===== Information provided

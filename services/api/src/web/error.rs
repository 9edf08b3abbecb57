//! services/api/src/web/error.rs
//!
//! Maps port errors onto HTTP responses. Every error body is a JSON object
//! of the form `{"message": "..."}`, matching the original wire format.

use axum::{
    extract::{FromRequest, Request},
    http::StatusCode,
    response::{IntoResponse, Json, Response},
};
use serde::{de::DeserializeOwned, Serialize};
use tracing::error;
use utoipa::ToSchema;

use all_islam_core::ports::PortError;

/// The JSON body returned for every failed request.
#[derive(Debug, Serialize, ToSchema)]
pub struct ErrorBody {
    pub message: String,
}

/// A request-scoped error with a fixed mapping to a status code.
#[derive(Debug)]
pub enum WebError {
    BadRequest(String),
    NotFound(String),
    Conflict(String),
    Internal,
}

impl From<PortError> for WebError {
    fn from(e: PortError) -> Self {
        match e {
            PortError::NotFound(msg) => WebError::NotFound(msg),
            PortError::Conflict(msg) => WebError::Conflict(msg),
            PortError::Unexpected(msg) => {
                // The detail is logged here and never leaked to the client.
                error!("Store operation failed: {}", msg);
                WebError::Internal
            }
        }
    }
}

impl IntoResponse for WebError {
    fn into_response(self) -> Response {
        let (status, message) = match self {
            WebError::BadRequest(msg) => (StatusCode::BAD_REQUEST, msg),
            WebError::NotFound(msg) => (StatusCode::NOT_FOUND, msg),
            WebError::Conflict(msg) => (StatusCode::CONFLICT, msg),
            WebError::Internal => (
                StatusCode::INTERNAL_SERVER_ERROR,
                "Internal server error".to_string(),
            ),
        };
        (status, Json(ErrorBody { message })).into_response()
    }
}

/// A JSON body extractor whose rejections are always 400s. Axum's stock
/// `Json` answers 422 for deserialization failures, but a body missing a
/// required field is a plain validation error here.
pub struct ApiJson<T>(pub T);

impl<S, T> FromRequest<S> for ApiJson<T>
where
    T: DeserializeOwned,
    S: Send + Sync,
{
    type Rejection = WebError;

    async fn from_request(req: Request, state: &S) -> Result<Self, Self::Rejection> {
        match Json::<T>::from_request(req, state).await {
            Ok(Json(value)) => Ok(ApiJson(value)),
            Err(rejection) => Err(WebError::BadRequest(rejection.body_text())),
        }
    }
}

/// Parses a path segment as a record id; anything non-numeric is a 400, not
/// a silent fallthrough to another lookup.
pub fn parse_id(raw: &str) -> Result<i64, WebError> {
    raw.parse::<i64>()
        .map_err(|_| WebError::BadRequest("Invalid ID".to_string()))
}
#[derive(FromRow)]
struct UserRecord {
    id: i64,
    username: String,
    password_hash: String,
}
impl UserRecord {
    fn to_domain(self) -> User {
        User {
            id: self.id,
            username: self.username,
            password_hash: self.password_hash,
        }
    }
}

const COURSE_COLUMNS: &str =
    "id, title, description, slug, cover_image, youtube_url, duration, lessons, is_archived";
const LESSON_COLUMNS: &str = "id, course_id, title, youtube_url, position";
const BOOK_COLUMNS: &str =
    "id, title, author, description, cover_url, file_url, file_name, category, level";

//=========================================================================================
// `ContentStore` Trait Implementation
//=========================================================================================

#[async_trait]
impl ContentStore for SqliteStore {
    // --- Courses ---

    async fn list_courses(&self, archived_only: bool) -> PortResult<Vec<Course>> {
        let records = sqlx::query_as::<_, CourseRecord>(&format!(
            "SELECT {} FROM courses WHERE is_archived = ? ORDER BY id ASC",
            COURSE_COLUMNS
        ))
        .bind(archived_only)
        .fetch_all(&self.pool)
        .await
        .map_err(|e| map_db_err(e, "Course"))?;

        Ok(records.into_iter().map(|r| r.to_domain()).collect())
    }

    async fn get_course(&self, id: i64) -> PortResult<Course> {
        let record = sqlx::query_as::<_, CourseRecord>(&format!(
            "SELECT {} FROM courses WHERE id = ?",
            COURSE_COLUMNS
        ))
        .bind(id)
        .fetch_optional(&self.pool)
        .await
        .map_err(|e| map_db_err(e, "Course"))?
        .ok_or_else(|| PortError::NotFound(format!("Course {} not found", id)))?;

        Ok(record.to_domain())
    }

    async fn get_course_by_slug(&self, slug: &str) -> PortResult<Course> {
        let record = sqlx::query_as::<_, CourseRecord>(&format!(
            "SELECT {} FROM courses WHERE slug = ?",
            COURSE_COLUMNS
        ))
        .bind(slug)
        .fetch_optional(&self.pool)
        .await
        .map_err(|e| map_db_err(e, "Course"))?
        .ok_or_else(|| PortError::NotFound(format!("Course '{}' not found", slug)))?;

        Ok(record.to_domain())
    }

    async fn create_course(&self, new: NewCourse) -> PortResult<Course> {
        let slug = new.slug_or_derived();
        let record = sqlx::query_as::<_, CourseRecord>(&format!(
            "INSERT INTO courses (title, description, slug, cover_image, youtube_url, duration, lessons, is_archived)
             VALUES (?, ?, ?, ?, ?, ?, ?, ?)
             RETURNING {}",
            COURSE_COLUMNS
        ))
        .bind(&new.title)
        .bind(&new.description)
        .bind(&slug)
        .bind(&new.cover_image)
        .bind(&new.youtube_url)
        .bind(&new.duration)
        .bind(new.lessons.unwrap_or(0))
        .bind(new.is_archived.unwrap_or(false))
        .fetch_one(&self.pool)
        .await
        .map_err(|e| map_db_err(e, "Course slug"))?;

        tracing::debug!(slug = %slug, "Created course");
        Ok(record.to_domain())
    }

    async fn update_course(&self, id: i64, patch: CoursePatch) -> PortResult<Course> {
        // Read-merge-write keeps partial-update semantics in one place
        // (Course::apply). Concurrent patches race last-write-wins.
        let merged = self.get_course(id).await?.apply(patch);

        let record = sqlx::query_as::<_, CourseRecord>(&format!(
            "UPDATE courses
             SET title = ?, description = ?, slug = ?, cover_image = ?, youtube_url = ?,
                 duration = ?, lessons = ?, is_archived = ?
             WHERE id = ?
             RETURNING {}",
            COURSE_COLUMNS
        ))
        .bind(&merged.title)
        .bind(&merged.description)
        .bind(&merged.slug)
        .bind(&merged.cover_image)
        .bind(&merged.youtube_url)
        .bind(&merged.duration)
        .bind(merged.lessons)
        .bind(merged.is_archived)
        .bind(id)
        .fetch_one(&self.pool)
        .await
        .map_err(|e| map_db_err(e, "Course slug"))?;

        Ok(record.to_domain())
    }

    async fn delete_course(&self, id: i64) -> PortResult<()> {
        let result = sqlx::query("DELETE FROM courses WHERE id = ?")
            .bind(id)
            .execute(&self.pool)
            .await
            .map_err(|e| map_db_err(e, "Course"))?;

        if result.rows_affected() == 0 {
            return Err(PortError::NotFound(format!("Course {} not found", id)));
        }
        Ok(())
    }

    // --- Lessons ---

    async fn list_lessons(&self, course_id: i64) -> PortResult<Vec<Lesson>> {
        let records = sqlx::query_as::<_, LessonRecord>(&format!(
            "SELECT {} FROM lessons WHERE course_id = ? ORDER BY position ASC, id ASC",
            LESSON_COLUMNS
        ))
        .bind(course_id)
        .fetch_all(&self.pool)
        .await
        .map_err(|e| map_db_err(e, "Lesson"))?;

        Ok(records.into_iter().map(|r| r.to_domain()).collect())
    }

    async fn create_lesson(&self, new: NewLesson) -> PortResult<Lesson> {
        // Surface a missing parent as NotFound instead of a raw FK failure.
        self.get_course(new.course_id).await?;

        let record = sqlx::query_as::<_, LessonRecord>(&format!(
            "INSERT INTO lessons (course_id, title, youtube_url, position)
             VALUES (?, ?, ?, ?)
             RETURNING {}",
            LESSON_COLUMNS
        ))
        .bind(new.course_id)
        .bind(&new.title)
        .bind(&new.youtube_url)
        .bind(new.position)
        .fetch_one(&self.pool)
        .await
        .map_err(|e| map_db_err(e, "Lesson"))?;

        Ok(record.to_domain())
    }

    async fn update_lesson(&self, id: i64, patch: LessonPatch) -> PortResult<Lesson> {
        let existing = sqlx::query_as::<_, LessonRecord>(&format!(
            "SELECT {} FROM lessons WHERE id = ?",
            LESSON_COLUMNS
        ))
        .bind(id)
        .fetch_optional(&self.pool)
        .await
        .map_err(|e| map_db_err(e, "Lesson"))?
        .ok_or_else(|| PortError::NotFound(format!("Lesson {} not found", id)))?;

        let merged = existing.to_domain().apply(patch);

        let record = sqlx::query_as::<_, LessonRecord>(&format!(
            "UPDATE lessons SET title = ?, youtube_url = ?, position = ?
             WHERE id = ?
             RETURNING {}",
            LESSON_COLUMNS
        ))
        .bind(&merged.title)
        .bind(&merged.youtube_url)
        .bind(merged.position)
        .bind(id)
        .fetch_one(&self.pool)
        .await
        .map_err(|e| map_db_err(e, "Lesson"))?;

        Ok(record.to_domain())
    }

    async fn delete_lesson(&self, id: i64) -> PortResult<()> {
        let result = sqlx::query("DELETE FROM lessons WHERE id = ?")
            .bind(id)
            .execute(&self.pool)
            .await
            .map_err(|e| map_db_err(e, "Lesson"))?;

        if result.rows_affected() == 0 {
            return Err(PortError::NotFound(format!("Lesson {} not found", id)));
        }
        Ok(())
    }

    // --- Books ---

    async fn list_books(&self) -> PortResult<Vec<Book>> {
        let records = sqlx::query_as::<_, BookRecord>(&format!(
            "SELECT {} FROM books ORDER BY id ASC",
            BOOK_COLUMNS
        ))
        .fetch_all(&self.pool)
        .await
        .map_err(|e| map_db_err(e, "Book"))?;

        Ok(records.into_iter().map(|r| r.to_domain()).collect())
    }

    async fn get_book(&self, id: i64) -> PortResult<Book> {
        let record = sqlx::query_as::<_, BookRecord>(&format!(
            "SELECT {} FROM books WHERE id = ?",
            BOOK_COLUMNS
        ))
        .bind(id)
        .fetch_optional(&self.pool)
        .await
        .map_err(|e| map_db_err(e, "Book"))?
        .ok_or_else(|| PortError::NotFound(format!("Book {} not found", id)))?;

        Ok(record.to_domain())
    }

    async fn create_book(&self, new: NewBook) -> PortResult<Book> {
        let record = sqlx::query_as::<_, BookRecord>(&format!(
            "INSERT INTO books (title, author, description, cover_url, file_url, file_name, category, level)
             VALUES (?, ?, ?, ?, ?, ?, ?, ?)
             RETURNING {}",
            BOOK_COLUMNS
        ))
        .bind(&new.title)
        .bind(&new.author)
        .bind(&new.description)
        .bind(&new.cover_url)
        .bind(&new.file_url)
        .bind(&new.file_name)
        .bind(&new.category)
        .bind(&new.level)
        .fetch_one(&self.pool)
        .await
        .map_err(|e| map_db_err(e, "Book"))?;

        Ok(record.to_domain())
    }

    async fn update_book(&self, id: i64, patch: BookPatch) -> PortResult<Book> {
        let merged = self.get_book(id).await?.apply(patch);

        let record = sqlx::query_as::<_, BookRecord>(&format!(
            "UPDATE books
             SET title = ?, author = ?, description = ?, cover_url = ?, file_url = ?,
                 file_name = ?, category = ?, level = ?
             WHERE id = ?
             RETURNING {}",
            BOOK_COLUMNS
        ))
        .bind(&merged.title)
        .bind(&merged.author)
        .bind(&merged.description)
        .bind(&merged.cover_url)
        .bind(&merged.file_url)
        .bind(&merged.file_name)
        .bind(&merged.category)
        .bind(&merged.level)
        .bind(id)
        .fetch_one(&self.pool)
        .await
        .map_err(|e| map_db_err(e, "Book"))?;

        Ok(record.to_domain())
    }

    async fn delete_book(&self, id: i64) -> PortResult<()> {
        let result = sqlx::query("DELETE FROM books WHERE id = ?")
            .bind(id)
            .execute(&self.pool)
            .await
            .map_err(|e| map_db_err(e, "Book"))?;

        if result.rows_affected() == 0 {
            return Err(PortError::NotFound(format!("Book {} not found", id)));
        }
        Ok(())
    }

    // --- Users ---

    async fn create_user(&self, new: NewUser) -> PortResult<User> {
        let password_hash = hash_password(&new.password)?;

        let record = sqlx::query_as::<_, UserRecord>(
            "INSERT INTO users (username, password_hash) VALUES (?, ?)
             RETURNING id, username, password_hash",
        )
        .bind(&new.username)
        .bind(&password_hash)
        .fetch_one(&self.pool)
        .await
        .map_err(|e| map_db_err(e, "Username"))?;

        Ok(record.to_domain())
    }

    async fn get_user_by_username(&self, username: &str) -> PortResult<User> {
        let record = sqlx::query_as::<_, UserRecord>(
            "SELECT id, username, password_hash FROM users WHERE username = ?",
        )
        .bind(username)
        .fetch_optional(&self.pool)
        .await
        .map_err(|e| map_db_err(e, "User"))?
        .ok_or_else(|| PortError::NotFound(format!("User '{}' not found", username)))?;

        Ok(record.to_domain())
    }
}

==========

What is needed
From the entries, copy out each line containing the word "author".

Solution for this problem
    "id, title, author, description, cover_url, file_url, file_name, category, level";
            "INSERT INTO books (title, author, description, cover_url, file_url, file_name, category, level)
        .bind(&new.author)
             SET title = ?, author = ?, description = ?, cover_url = ?, file_url = ?,
        .bind(&merged.author)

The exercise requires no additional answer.